Things you might not know about how real people search
Results from studies of people using search engines provide some clues about improving search interfaces. Marc Resnick and Rebeca Lergier of Florida International University contrast what users want and what search engines want to give them. They discuss the "Pre-Click Confidence" level of users in search results based on the user's conceptual model of the current task, the fields they want to see, and propose different approaches to results display.
Oracle Text, Ultra Search, interMedia Search: SearchTools Update
With Oracle 9i, the text search engine is renamed to Oracle Text, Ultra Search provides a web and multisource interface, and interMedia performs multimedia management and search functions. The search engine, deeply integrated with the Oracle database, has a huge number of information retrieval functions, from phonetic matching to multilingual indexing to alerting services.
Teapot Metadata Search: New SearchTools Report
Teapot is the code name for a metadata search engine that recognizes multiple facets of searchable records, and shows context in search results. A recipe site might display categories in search results for cuisine, course, main ingredient, cooking method, and so on. This approach is particularly appropriate for e-commerce search but also works for journal articles, newsfeeds and other structured content.
Atomz Search and Promote Service: Update Report
Atomz Promote service integrates site search and Web content management, allowing search admins and marketing people to site search requests and add relevant content to search results. Provides a powerful framework for search recommendations.
InteractiveTools Search Engine: New SearchTools Report
Powerful Perl script includes an admin interface, local file indexer, rules for excluding directories, optional stopwords, diacritical character conversion, search zones, Boolean and Internet Query Operators, search results in customizable templates and search reports on successful and unsuccessful queries.
t.find Remote Search from Eidetica: New SearchTools Report
New ASP search service from the Netherlands provides sophisticated spider controls and compatibility with NewsML for article archives. Search is based on neural-net-like training, recognizes user expectations and offers standard query options. Available as either a turnkey search service or a programmatic feed allowing server-side formatting.
Knowledge Access - MIT Project OxygenResearch projects at the MIT Artificial Intelligence lab present innovative approaches to personalized, collaborative and communal knowledge access.
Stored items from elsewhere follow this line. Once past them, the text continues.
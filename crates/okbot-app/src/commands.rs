//! Slash command definitions and reply text.

use std::fmt::Write;

use okbot_core::{Error, Result};
use okbot_player::{Enqueued, PlaybackStatus, QueueSnapshot};
use serenity::all::{CommandOptionType, CreateCommand, CreateCommandOption};

/// Discord rejects messages longer than this many characters.
pub const MESSAGE_LIMIT: usize = 2000;

/// Pending tracks shown by `/queue` before summarising the rest.
const QUEUE_PREVIEW: usize = 15;

#[derive(Debug, Clone, Copy, PartialEq, Eq)]
pub enum BotCommand {
    Ping,
    Ask,
    Youtube,
    Queue,
    Skip,
    Stop,
    Resume,
    Disconnect,
}

impl BotCommand {
    pub const ALL: [Self; 8] = [
        Self::Ping,
        Self::Ask,
        Self::Youtube,
        Self::Queue,
        Self::Skip,
        Self::Stop,
        Self::Resume,
        Self::Disconnect,
    ];

    pub const fn name(self) -> &'static str {
        match self {
            Self::Ping => "ping",
            Self::Ask => "ask",
            Self::Youtube => "youtube",
            Self::Queue => "queue",
            Self::Skip => "skip",
            Self::Stop => "stop",
            Self::Resume => "resume",
            Self::Disconnect => "disconnect",
        }
    }

    pub fn from_name(name: &str) -> Option<Self> {
        Self::ALL.into_iter().find(|c| c.name() == name)
    }

    fn description(self) -> &'static str {
        match self {
            Self::Ping => "Replies with Pong!",
            Self::Ask => "Ask a question",
            Self::Youtube => "Play a YouTube song",
            Self::Queue => "Show what is playing and what is next",
            Self::Skip => "Skip the current song",
            Self::Stop => "Pause playback (resume restarts the song)",
            Self::Resume => "Resume the paused song",
            Self::Disconnect => "Disconnects the bot from the voice channel",
        }
    }

    /// Name of the required string option, for commands that take one.
    pub const fn option(self) -> Option<&'static str> {
        match self {
            Self::Ask => Some("question"),
            Self::Youtube => Some("url"),
            _ => None,
        }
    }

    pub fn definition(self) -> CreateCommand {
        let command = CreateCommand::new(self.name()).description(self.description());
        let Some(option) = self.option() else {
            return command;
        };
        let description = match self {
            Self::Ask => "The question you want to ask",
            _ => "The url of the video you want to hear",
        };
        command.add_option(
            CreateCommandOption::new(CommandOptionType::String, option, description).required(true),
        )
    }
}

/// Every command, ready to register.
pub fn definitions() -> Vec<CreateCommand> {
    BotCommand::ALL.into_iter().map(BotCommand::definition).collect()
}

/// Cut `text` to fit in one message, on a character boundary.
pub fn truncate(text: &str) -> String {
    if text.chars().count() <= MESSAGE_LIMIT {
        return text.to_string();
    }
    let mut cut: String = text.chars().take(MESSAGE_LIMIT - 1).collect();
    cut.push('…');
    cut
}

pub fn enqueue_reply(outcome: &Enqueued) -> String {
    match outcome {
        Enqueued::NowPlaying(track) => format!("Now playing <{}>", track.locator),
        Enqueued::Queued { track, position } => {
            format!("Queued <{}> (position {position})", track.locator)
        }
    }
}

pub fn queue_reply(snapshot: &QueueSnapshot) -> String {
    if snapshot.is_empty() {
        return "The queue is empty.".to_string();
    }

    let mut out = String::new();
    if let Some(current) = &snapshot.current {
        let label = match snapshot.status {
            PlaybackStatus::Paused => "Paused",
            _ => "Now playing",
        };
        let _ = writeln!(out, "{label}: <{}>", current.locator);
    }

    if snapshot.pending.is_empty() {
        out.push_str("Nothing queued after this.");
    } else {
        out.push_str("Up next:");
        for (i, track) in snapshot.pending.iter().take(QUEUE_PREVIEW).enumerate() {
            let _ = write!(out, "\n{}. <{}>", i + 1, track.locator);
        }
        let hidden = snapshot.pending.len().saturating_sub(QUEUE_PREVIEW);
        if hidden > 0 {
            let _ = write!(out, "\n…and {hidden} more");
        }
    }

    truncate(&out)
}

/// Reply for skip, stop, resume and disconnect.
pub fn control_reply(command: BotCommand, result: &Result<()>) -> String {
    match result {
        Ok(()) => match command {
            BotCommand::Skip => "Skipped.".to_string(),
            BotCommand::Stop => "Paused. Use /resume to start the song again.".to_string(),
            BotCommand::Resume => "Resumed.".to_string(),
            BotCommand::Disconnect => "Disconnected from the voice channel.".to_string(),
            other => format!("Done: /{}", other.name()),
        },
        Err(e) => error_reply(e),
    }
}

pub fn error_reply(err: &Error) -> String {
    let text = match err {
        Error::InvalidState(state) => {
            let mut text = state.to_string();
            if let Some(first) = text.get_mut(..1) {
                first.make_ascii_uppercase();
            }
            format!("{text}.")
        }
        Error::NoVoiceChannel => "You need to be in a voice channel to use this command!".to_string(),
        Error::Resolution(reason) => format!("Error processing YouTube video: {reason}"),
        Error::TransportJoin(reason) => format!("Error joining voice channel: {reason}"),
        other => format!("Something went wrong: {other}"),
    };
    truncate(&text)
}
Starts from the individual and works out, rather than the traditional KM approach of storing en masse. Aspects include how the storing and representing data as objects and arcs of related objects, automated ways of acquiring and accessing data, human annotation, user pattern recognition and other interactions. Current projects include a natural-language question answering system, a personal information manager and work with the W3C's Semantic Web project.
Phantom Returns to ACTIV Software
The Phantom Search Engine for Windows and Mac OS 9 will be sold and supported by the original developer, ACTIV Software of Victoria, Canada, returning from Maxum Development. ACTIV will support all current users and offer an upgrade path, it has developed a Windows NT/2000 Service version and is working on a Mac OS X version.
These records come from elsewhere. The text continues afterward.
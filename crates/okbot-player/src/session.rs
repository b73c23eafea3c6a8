//! Per-guild playback session and its playback loop.
//!
//! The session state lives in the [`PlaybackQueue`] mutex. Commands change
//! that state and then publish a [`Control`] tag on a watch channel, both
//! under the lock. The loop task only ever decides what to do next from the
//! state, and uses the watch channel to be woken:
//!
//! ```text
//! Idle ──enqueue──▶ Playing ──stop──▶ Paused ──resume──▶ Playing
//!   ▲                 │ ▲                                  │
//!   │                 │ └──────── skip / track end ────────┘
//!   └──queue empty────┘
//! ```
//!
//! Only one loop task exists per session at a time; `loop_active` in the
//! queue state is claimed under the lock before a task is spawned and
//! released under the lock when the loop decides to exit.

use std::sync::Arc;

use okbot_core::{ChannelKey, Error, GuildKey, InvalidState, Result, Track};
use tokio::sync::{mpsc, watch, Mutex as AsyncMutex};
use tracing::{debug, info, warn};

use crate::config::PlayerConfig;
use crate::events::PlayerEvent;
use crate::queue::{PlaybackQueue, PlaybackStatus, QueueSnapshot, QueueState};
use crate::transport::{VoiceConnection, VoiceGateway};

/// Wake-up reason published to the playback loop.
#[derive(Debug, Clone, Copy, PartialEq, Eq)]
pub enum Control {
    Skip,
    Pause,
    Resume,
    Disconnect,
}

/// Why a playback loop ended.
#[derive(Debug, Clone, Copy, PartialEq, Eq)]
pub enum LoopExit {
    /// The queue ran out of tracks.
    Drained,
    /// The session was disconnected.
    Disconnected,
}

/// Outcome of adding a track.
#[derive(Debug, Clone, PartialEq, Eq)]
pub enum Enqueued {
    /// Nothing was playing; a playback loop was started for this track.
    NowPlaying(Track),
    /// Added behind other tracks, at this 1-based position.
    Queued { track: Track, position: usize },
}

impl Enqueued {
    pub const fn track(&self) -> &Track {
        match self {
            Self::NowPlaying(track) | Self::Queued { track, .. } => track,
        }
    }
}

enum Step {
    Play(Track),
    Wait,
    Exit(LoopExit),
}

enum Cycle {
    Finished,
    Failed(Error),
    Interrupted(Option<Control>),
}

#[derive(Default)]
struct Transport {
    /// Channel to (re)join when no usable connection exists.
    channel: Option<ChannelKey>,
    connection: Option<Arc<dyn VoiceConnection>>,
    /// Set by disconnect. No join happens afterwards.
    closed: bool,
}

/// Playback state and voice connection for one guild.
pub struct PlaybackSession {
    guild: GuildKey,
    queue: PlaybackQueue,
    control: watch::Sender<Option<Control>>,
    transport: AsyncMutex<Transport>,
    gateway: Arc<dyn VoiceGateway>,
    config: PlayerConfig,
    events: mpsc::UnboundedSender<PlayerEvent>,
}

impl PlaybackSession {
    pub fn new(
        guild: GuildKey,
        gateway: Arc<dyn VoiceGateway>,
        config: PlayerConfig,
        events: mpsc::UnboundedSender<PlayerEvent>,
    ) -> Arc<Self> {
        let (control, _) = watch::channel(None);
        Arc::new(Self {
            guild,
            queue: PlaybackQueue::new(),
            control,
            transport: AsyncMutex::new(Transport::default()),
            gateway,
            config,
            events,
        })
    }

    pub const fn guild(&self) -> GuildKey {
        self.guild
    }

    pub const fn queue(&self) -> &PlaybackQueue {
        &self.queue
    }

    pub fn status(&self) -> PlaybackStatus {
        self.queue.status()
    }

    pub fn snapshot(&self) -> QueueSnapshot {
        self.queue.snapshot()
    }

    pub fn is_closed(&self) -> bool {
        self.queue.lock().closed
    }

    /// Make sure a voice connection exists, joining `channel` if needed.
    ///
    /// A given channel is remembered for later reconnects. Without one, the
    /// previously remembered channel is used.
    pub async fn connect(&self, channel: Option<ChannelKey>) -> Result<()> {
        self.connection(channel).await.map(|_| ())
    }

    async fn connection(&self, channel: Option<ChannelKey>) -> Result<Arc<dyn VoiceConnection>> {
        let mut transport = self.transport.lock().await;
        if transport.closed {
            return Err(InvalidState::NotConnected.into());
        }
        if channel.is_some() {
            transport.channel = channel;
        }

        if let Some(connection) = &transport.connection {
            if connection.is_connected().await {
                return Ok(Arc::clone(connection));
            }
            warn!("[{}] Voice connection lost, rejoining", self.guild);
        }

        let channel = transport.channel.ok_or(Error::NoVoiceChannel)?;
        let connection = self.gateway.join(self.guild, channel).await?;
        info!("[{}] Joined voice channel {channel}", self.guild);
        transport.connection = Some(Arc::clone(&connection));
        Ok(connection)
    }

    /// Append a resolved track, starting the playback loop if none is
    /// running. Returns `None` if the session was disconnected meanwhile.
    ///
    /// A track that starts a loop becomes the current, playing track before
    /// this returns.
    pub fn push(self: &Arc<Self>, track: Track) -> Option<Enqueued> {
        let mut state = self.queue.lock();
        if state.closed {
            return None;
        }

        if state.loop_active {
            state.add(track.clone());
            let position = state.tracks.len();
            debug!("[{}] Queued {} at {position}", self.guild, track.video_id);
            return Some(Enqueued::Queued { track, position });
        }

        state.set_current(Some(track.clone()));
        state.set_playing(true);
        state.loop_active = true;
        self.spawn_loop();
        Some(Enqueued::NowPlaying(track))
    }

    /// Interrupt the current stream and advance to the next track.
    pub fn skip(&self) -> Result<()> {
        let mut state = self.queue.lock();
        if !state.playing {
            return Err(InvalidState::NothingPlaying.into());
        }
        state.set_playing(false);
        self.signal(Control::Skip);
        info!("[{}] Skip requested", self.guild);
        Ok(())
    }

    /// Interrupt the current stream and hold the track for [`resume`](Self::resume).
    pub fn stop(&self) -> Result<()> {
        let mut state = self.queue.lock();
        if !state.playing {
            return Err(InvalidState::NothingPlaying.into());
        }
        state.set_paused(true);
        self.signal(Control::Pause);
        info!("[{}] Stop requested", self.guild);
        Ok(())
    }

    /// Restream the held track from the beginning.
    pub fn resume(self: &Arc<Self>) -> Result<()> {
        let mut state = self.queue.lock();
        if !state.paused {
            return Err(InvalidState::NotPaused.into());
        }
        state.set_playing(true);
        self.signal(Control::Resume);
        if !state.loop_active {
            state.loop_active = true;
            self.spawn_loop();
        }
        info!("[{}] Resume requested", self.guild);
        Ok(())
    }

    /// Clear everything, stop the loop and leave the voice channel.
    ///
    /// The session cannot be used afterwards.
    pub async fn disconnect(&self) -> Result<()> {
        let was_active = {
            let mut state = self.queue.lock();
            let was_active =
                state.loop_active || state.current.is_some() || !state.tracks.is_empty();
            state.clear();
            state.set_current(None);
            state.closed = true;
            self.signal(Control::Disconnect);
            was_active
        };

        let connection = {
            let mut transport = self.transport.lock().await;
            transport.closed = true;
            transport.channel = None;
            transport.connection.take()
        };

        match connection {
            Some(connection) => {
                connection.abort().await;
                if let Err(e) = connection.leave().await {
                    warn!("[{}] Failed to leave voice channel: {e}", self.guild);
                }
            }
            None if was_active => {}
            None => return Err(InvalidState::NotConnected.into()),
        }

        info!("[{}] Disconnected", self.guild);
        self.emit(PlayerEvent::Disconnected { guild: self.guild });
        Ok(())
    }

    /// Publish a wake-up tag. Callers hold the queue lock.
    fn signal(&self, control: Control) {
        self.control.send_replace(Some(control));
    }

    fn spawn_loop(self: &Arc<Self>) {
        let session = Arc::clone(self);
        let control = self.control.subscribe();
        tokio::spawn(async move {
            let exit = session.run(control).await;
            debug!("[{}] Playback loop exited: {exit:?}", session.guild);
        });
    }

    fn emit(&self, event: PlayerEvent) {
        if self.events.send(event).is_err() {
            debug!("[{}] No event listener", self.guild);
        }
    }

    async fn run(&self, mut control: watch::Receiver<Option<Control>>) -> LoopExit {
        info!("[{}] Playback loop started", self.guild);

        let exit = loop {
            let step = {
                let mut state = self.queue.lock();
                control.mark_unchanged();
                next_step(&mut state)
            };

            let track = match step {
                Step::Play(track) => track,
                Step::Wait => {
                    debug!("[{}] Paused, waiting", self.guild);
                    if control.changed().await.is_err() {
                        break LoopExit::Disconnected;
                    }
                    continue;
                }
                Step::Exit(exit) => break exit,
            };

            match self.play(&track, &mut control).await {
                Cycle::Finished => {
                    info!("[{}] Finished {}", self.guild, track.video_id);
                    settle_finished(&mut self.queue.lock());
                    self.emit(PlayerEvent::TrackFinished {
                        guild: self.guild,
                        track,
                    });
                }
                Cycle::Failed(_) if self.is_closed() => {
                    debug!("[{}] {} dropped by disconnect", self.guild, track.video_id);
                    self.emit(PlayerEvent::TrackStopped {
                        guild: self.guild,
                        track,
                        by: Some(Control::Disconnect),
                    });
                }
                Cycle::Failed(e) => {
                    warn!("[{}] Playback of {} failed: {e}", self.guild, track.video_id);
                    settle_finished(&mut self.queue.lock());
                    self.emit(PlayerEvent::TrackFailed {
                        guild: self.guild,
                        track,
                        reason: e.to_string(),
                    });
                }
                Cycle::Interrupted(by) => {
                    debug!("[{}] {} interrupted by {by:?}", self.guild, track.video_id);
                    self.emit(PlayerEvent::TrackStopped {
                        guild: self.guild,
                        track,
                        by,
                    });
                }
            }
        };

        if exit == LoopExit::Drained {
            info!("[{}] Queue empty, going idle", self.guild);
            self.emit(PlayerEvent::Idle { guild: self.guild });
        }
        exit
    }

    /// One stream cycle: connect, stream, and wait for the end or a command.
    async fn play(
        &self,
        track: &Track,
        control: &mut watch::Receiver<Option<Control>>,
    ) -> Cycle {
        let connection = match self.connection(None).await {
            Ok(connection) => connection,
            Err(e) => return Cycle::Failed(e),
        };

        let completion = match connection.stream(track.resource()).await {
            Ok(completion) => completion,
            Err(e) => return Cycle::Failed(e),
        };

        info!("[{}] Now playing {}", self.guild, track.video_id);
        self.emit(PlayerEvent::TrackStarted {
            guild: self.guild,
            track: track.clone(),
        });

        let finished = async {
            match self.config.stream_timeout {
                Some(limit) => tokio::time::timeout(limit, completion.wait())
                    .await
                    .unwrap_or_else(|_| {
                        Err(Error::TransportStream(format!(
                            "stream timed out after {}s",
                            limit.as_secs()
                        )))
                    }),
                None => completion.wait().await,
            }
        };

        tokio::select! {
            result = finished => match result {
                Ok(()) => Cycle::Finished,
                Err(e) => {
                    connection.abort().await;
                    Cycle::Failed(e)
                }
            },
            changed = control.changed() => {
                let by = if changed.is_ok() { *control.borrow_and_update() } else { None };
                connection.abort().await;
                Cycle::Interrupted(by)
            }
        }
    }
}

/// Decide the loop's next move from the state alone.
fn next_step(state: &mut QueueState) -> Step {
    if state.closed {
        state.loop_active = false;
        return Step::Exit(LoopExit::Disconnected);
    }
    if state.paused {
        return Step::Wait;
    }

    // A current track that is no longer playing was skipped.
    if state.current.is_some() && !state.playing {
        state.set_current(None);
    }
    // A current track that is still playing was resumed.
    if let Some(track) = &state.current {
        return Step::Play(track.clone());
    }

    match state.next() {
        Some(track) => {
            state.set_current(Some(track.clone()));
            state.set_playing(true);
            Step::Play(track)
        }
        None => {
            state.loop_active = false;
            Step::Exit(LoopExit::Drained)
        }
    }
}

/// The stream ended by itself. A stop that raced the end keeps the track.
fn settle_finished(state: &mut QueueState) {
    if !state.paused {
        state.set_current(None);
    }
}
ActiveSearch SiteSearch SDK - New SearchTools Report
Extends Windows-based search engines by converting natural-language questions to keywords, sending queries to SQL databases, searching for patterns, and showing mouse-over document summaries in search results.
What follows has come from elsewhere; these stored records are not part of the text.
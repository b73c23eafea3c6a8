//! Error types for okbot.

use thiserror::Error;

/// Result type alias using okbot's Error type.
pub type Result<T> = std::result::Result<T, Error>;

/// Main error type for okbot.
#[derive(Error, Debug)]
pub enum Error {
    // Playback errors
    #[error("Could not resolve track: {0}")]
    Resolution(String),

    #[error("Could not join voice channel: {0}")]
    TransportJoin(String),

    #[error("Voice stream failed: {0}")]
    TransportStream(String),

    #[error("{0}")]
    InvalidState(#[from] InvalidState),

    #[error("No voice channel to play into")]
    NoVoiceChannel,

    // Network errors
    #[error("Network error: {0}")]
    Network(String),

    #[error("API error: {0}")]
    Api(String),

    #[error("Parse error: {0}")]
    Parse(String),

    // Cache errors
    #[error("Cache error: {0}")]
    Cache(String),

    #[error("Configuration error: {0}")]
    Config(String),

    // IO errors
    #[error("IO error: {0}")]
    Io(#[from] std::io::Error),

    // Serialization errors
    #[error("JSON error: {0}")]
    Json(#[from] serde_json::Error),
}

/// An operation was requested in a playback state that forbids it.
///
/// The display strings are shown to users as-is.
#[derive(Error, Debug, Clone, Copy, PartialEq, Eq)]
pub enum InvalidState {
    #[error("nothing is playing")]
    NothingPlaying,

    #[error("not paused")]
    NotPaused,

    #[error("not connected")]
    NotConnected,
}

impl Error {
    /// Returns true if the failure happened while talking to the voice transport.
    pub const fn is_transport(&self) -> bool {
        matches!(self, Self::TransportJoin(_) | Self::TransportStream(_))
    }
}
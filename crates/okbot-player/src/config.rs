//! Playback configuration.

use std::time::Duration;

#[derive(Debug, Clone, Default)]
pub struct PlayerConfig {
    /// Longest a single stream may run before it is treated as failed.
    /// `None` waits for the transport indefinitely.
    pub stream_timeout: Option<Duration>,
}

impl PlayerConfig {
    #[must_use]
    pub const fn with_stream_timeout(mut self, timeout: Duration) -> Self {
        self.stream_timeout = Some(timeout);
        self
    }
}
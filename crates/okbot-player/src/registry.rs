//! Guild → playback session map.

use std::sync::Arc;

use dashmap::DashMap;
use okbot_core::{ChannelKey, GuildKey, InvalidState, Result, TrackResolver};
use tokio::sync::mpsc;
use tracing::{debug, info};

use crate::config::PlayerConfig;
use crate::events::PlayerEvent;
use crate::queue::QueueSnapshot;
use crate::session::{Enqueued, PlaybackSession};
use crate::transport::VoiceGateway;

/// Owns every guild's [`PlaybackSession`].
///
/// Sessions are created by the first enqueue in a guild and torn down by
/// [`disconnect`](Self::disconnect).
pub struct SessionRegistry {
    sessions: DashMap<GuildKey, Arc<PlaybackSession>>,
    resolver: Arc<dyn TrackResolver>,
    gateway: Arc<dyn VoiceGateway>,
    config: PlayerConfig,
    events: mpsc::UnboundedSender<PlayerEvent>,
}

impl SessionRegistry {
    /// Create a registry and the receiver for its sessions' events.
    pub fn new(
        resolver: Arc<dyn TrackResolver>,
        gateway: Arc<dyn VoiceGateway>,
        config: PlayerConfig,
    ) -> (Self, mpsc::UnboundedReceiver<PlayerEvent>) {
        let (events, receiver) = mpsc::unbounded_channel();
        let registry = Self {
            sessions: DashMap::new(),
            resolver,
            gateway,
            config,
            events,
        };
        (registry, receiver)
    }

    pub fn session(&self, guild: GuildKey) -> Option<Arc<PlaybackSession>> {
        self.sessions.get(&guild).map(|s| Arc::clone(&s))
    }

    fn session_or_create(&self, guild: GuildKey) -> Arc<PlaybackSession> {
        let session = self.sessions.entry(guild).or_insert_with(|| {
            debug!("[{guild}] Creating playback session");
            PlaybackSession::new(
                guild,
                Arc::clone(&self.gateway),
                self.config.clone(),
                self.events.clone(),
            )
        });
        Arc::clone(&session)
    }

    /// Drop `session` from the map unless it was already replaced.
    fn forget(&self, guild: GuildKey, session: &Arc<PlaybackSession>) {
        self.sessions
            .remove_if(&guild, |_, current| Arc::ptr_eq(current, session));
    }

    pub fn active_sessions(&self) -> usize {
        self.sessions.len()
    }

    /// Resolve `locator`, make sure the bot is in voice, and queue the track.
    ///
    /// `channel` is the caller's voice channel, if they are in one. Nothing
    /// is queued when resolution or joining fails.
    pub async fn enqueue(
        &self,
        guild: GuildKey,
        channel: Option<ChannelKey>,
        locator: &str,
    ) -> Result<Enqueued> {
        let track = self.resolver.resolve(locator).await?;

        loop {
            let session = self.session_or_create(guild);
            if session.is_closed() {
                self.forget(guild, &session);
                continue;
            }

            if let Err(e) = session.connect(channel).await {
                if session.is_closed() {
                    self.forget(guild, &session);
                    continue;
                }
                return Err(e);
            }

            match session.push(track.clone()) {
                Some(outcome) => {
                    info!("[{guild}] Enqueued {}", track.video_id);
                    return Ok(outcome);
                }
                // Disconnected while we were joining; start over with a fresh session.
                None => self.forget(guild, &session),
            }
        }
    }

    /// Current track and pending tracks. Empty for guilds without a session.
    pub fn list(&self, guild: GuildKey) -> QueueSnapshot {
        self.session(guild)
            .map(|s| s.snapshot())
            .unwrap_or_default()
    }

    pub fn skip(&self, guild: GuildKey) -> Result<()> {
        self.session(guild)
            .ok_or(InvalidState::NothingPlaying)?
            .skip()
    }

    pub fn stop(&self, guild: GuildKey) -> Result<()> {
        self.session(guild)
            .ok_or(InvalidState::NothingPlaying)?
            .stop()
    }

    pub fn resume(&self, guild: GuildKey) -> Result<()> {
        self.session(guild)
            .ok_or(InvalidState::NotPaused)?
            .resume()
    }

    /// Clear the guild's queue, stop playback and leave voice.
    pub async fn disconnect(&self, guild: GuildKey) -> Result<()> {
        let (_, session) = self
            .sessions
            .remove(&guild)
            .ok_or(InvalidState::NotConnected)?;
        session.disconnect().await
    }

    /// Disconnect every session.
    pub async fn shutdown(&self) {
        let guilds: Vec<GuildKey> = self.sessions.iter().map(|e| *e.key()).collect();
        for guild in guilds {
            if let Err(e) = self.disconnect(guild).await {
                debug!("[{guild}] Shutdown disconnect: {e}");
            }
        }
        info!("All playback sessions closed");
    }
}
Taxonomy of Web Search Forms
This analysis proposes a taxonomy of search forms for web sites. The categories identified are standard search forms (search field, button, perhaps a link to advanced search); surfacing: forms with search zones or filters based on site taxonomy; and qualifying: with other filters such as date, or local vs. global. Passive search interfaces are just links to search forms, rather than live fields.
As of January 2002, Ben Carlson is updating this open-source Java search engine. He has changed the GUI over to Swing from AWT, is adding features, and is working on making it more user friendly.
ZNOW Acquired by Endymion
The search engine and automatic taxonomy and classification software will continue to be developed and marketed as part of the business solutions firm.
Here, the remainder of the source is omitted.